Нехамов еще докрикивал последние слова, а в комнату уже вплывала его жена, повязанная до глаз черным платком. Держа на вытянутых руках резной поднос из цветных кусков дерева, она с полупоклоном приблизилась к старику, опустив глаза в пол, напевным голосом произнесла:

– Изволь откушать, Никита Никитович!

Нехамовская жена старинной ладьей выплыла из комнаты, дверь за ней бесшумно притворилась, а старик с прищуром придирчиво скосил глаза на поднос – стоял на нем графин не то с квасом, не то с медовухой, лежали жарко зарумянившиеся оладьи, как бы покрытые лаком куски сала, горбатый от сочности ломоть мяса, ленивый соленый огурец, а в уголке притулился серебряный стаканчик (тут уж гадать нечего!) с водкой.

– Молодой бамбук, он скусный! – наставительно сказал Нехамов самому себе. – Японская нация его ест.

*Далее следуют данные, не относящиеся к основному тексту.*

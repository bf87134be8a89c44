//! Blockchain → metric kinds mapping and the factory that instantiates them.

use serde_json::Value;
use std::sync::Arc;

use crate::{
    chains::{Blockchain, MetricKind},
    config::ConfigError,
    labels::{MetricLabels, DEFAULT_LABEL_VALUE},
    metric::{Metric, MetricConfig},
    probe::HttpClient,
};

/// A registered metric: what to measure and the name to report it under.
#[derive(Debug, Clone, PartialEq)]
pub struct MetricSpec {
    pub kind: MetricKind,
    pub name: String,
}

impl MetricSpec {
    #[must_use]
    pub fn new(kind: MetricKind, name: impl Into<String>) -> Self {
        Self { kind, name: name.into() }
    }
}

/// Per-provider parameters handed to the factory.
///
/// Absent label values render as `default`.
#[derive(Debug, Clone, Default)]
pub struct ProbeContext {
    pub provider: Option<String>,
    pub source_region: Option<String>,
    pub target_region: Option<String>,
    pub websocket_endpoint: Option<String>,
    pub http_endpoint: Option<String>,
    /// Provider-specific call data (`eth_call` target and calldata).
    pub tx_data: Option<Value>,
}

impl ProbeContext {
    #[must_use]
    pub fn provider_name(&self) -> &str {
        self.provider.as_deref().unwrap_or(DEFAULT_LABEL_VALUE)
    }

    fn labels(&self, blockchain: Blockchain) -> MetricLabels {
        MetricLabels::new(
            self.source_region.as_deref().unwrap_or(DEFAULT_LABEL_VALUE),
            self.target_region.as_deref().unwrap_or(DEFAULT_LABEL_VALUE),
            blockchain.name(),
            self.provider_name(),
        )
    }
}

/// Registry of metric kinds per blockchain, in registration order.
///
/// Registration is additive: registering the same blockchain twice appends the
/// second list to the first.
#[derive(Debug, Clone, Default)]
pub struct MetricRegistry {
    entries: Vec<(Blockchain, Vec<MetricSpec>)>,
}

impl MetricRegistry {
    #[must_use]
    pub fn new() -> Self {
        Self::default()
    }

    /// Registry pre-loaded with the built-in catalogue for every supported chain.
    #[must_use]
    pub fn with_defaults() -> Self {
        let mut registry = Self::new();
        for chain in Blockchain::ALL {
            registry.register(chain, chain.default_metrics());
        }
        registry
    }

    pub fn register(
        &mut self,
        blockchain: Blockchain,
        metrics: impl IntoIterator<Item = MetricSpec>,
    ) {
        match self.entries.iter_mut().find(|(chain, _)| *chain == blockchain) {
            Some((_, specs)) => specs.extend(metrics),
            None => self.entries.push((blockchain, metrics.into_iter().collect())),
        }
    }

    #[must_use]
    pub fn is_registered(&self, blockchain: Blockchain) -> bool {
        self.entries.iter().any(|(chain, _)| *chain == blockchain)
    }

    /// Registered metrics for one chain; empty when the chain is unknown.
    #[must_use]
    pub fn metrics(&self, blockchain: Blockchain) -> &[MetricSpec] {
        self.entries
            .iter()
            .find(|(chain, _)| *chain == blockchain)
            .map(|(_, specs)| specs.as_slice())
            .unwrap_or_default()
    }

    #[must_use]
    pub fn blockchains(&self) -> Vec<Blockchain> {
        self.entries.iter().map(|(chain, _)| *chain).collect()
    }

    /// Fails with the list of registered chains when `blockchain` is not one of them.
    ///
    /// # Errors
    ///
    /// Returns [`ConfigError::UnregisteredBlockchain`].
    pub fn ensure_registered(&self, blockchain: Blockchain) -> Result<(), ConfigError> {
        if self.is_registered(blockchain) {
            return Ok(());
        }
        Err(ConfigError::UnregisteredBlockchain {
            blockchain: blockchain.to_string(),
            available: self.blockchains().iter().map(ToString::to_string).collect(),
        })
    }

    /// Builds one metric instance per registered kind, in registration order.
    ///
    /// Each instance gets its own freshly built label set and shares `config`.
    ///
    /// # Errors
    ///
    /// - [`ConfigError::UnregisteredBlockchain`] if nothing was registered for `blockchain`
    /// - [`ConfigError::InvalidProviderData`] if a kind needs provider data that is missing
    pub fn create(
        &self,
        blockchain: Blockchain,
        config: &Arc<MetricConfig>,
        context: &ProbeContext,
        http_client: &Arc<HttpClient>,
    ) -> Result<Vec<Metric>, ConfigError> {
        self.ensure_registered(blockchain)?;

        self.metrics(blockchain)
            .iter()
            .map(|spec| {
                let probe = spec.kind.build(context, http_client)?;
                let labels = context.labels(blockchain);
                Ok(Metric::new(spec.name.clone(), labels, Arc::clone(config), probe))
            })
            .collect()
    }
}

Затем Никита Нехамов схватил узловатыми пальцами четвертуху хлеба, разорвав ее на части, осклабившись, с хрустом откусил от соленого огурца ровно половину, крякнув, поведя шеей, приподнял над подносом серебряную стопочку.

– Японская нация вообще хорошая, – задумчиво сказал он, – но народ среди нее попадается вредный. Я так думаю, что у него от плохой пищи вредность заводится. Бамбук – он хоть и дерево, но от него жиру нету, от него желчь в организме ходит…

Нехамов жадно выпил чарку водки, заел ее сочным куском мяса, еще раз крякнув, налил вторую.

После этого он опять вздел глаза к потолку и еще задумчивее продолжал:

– Японская нация лягушек и черепашек в пищу потребляет.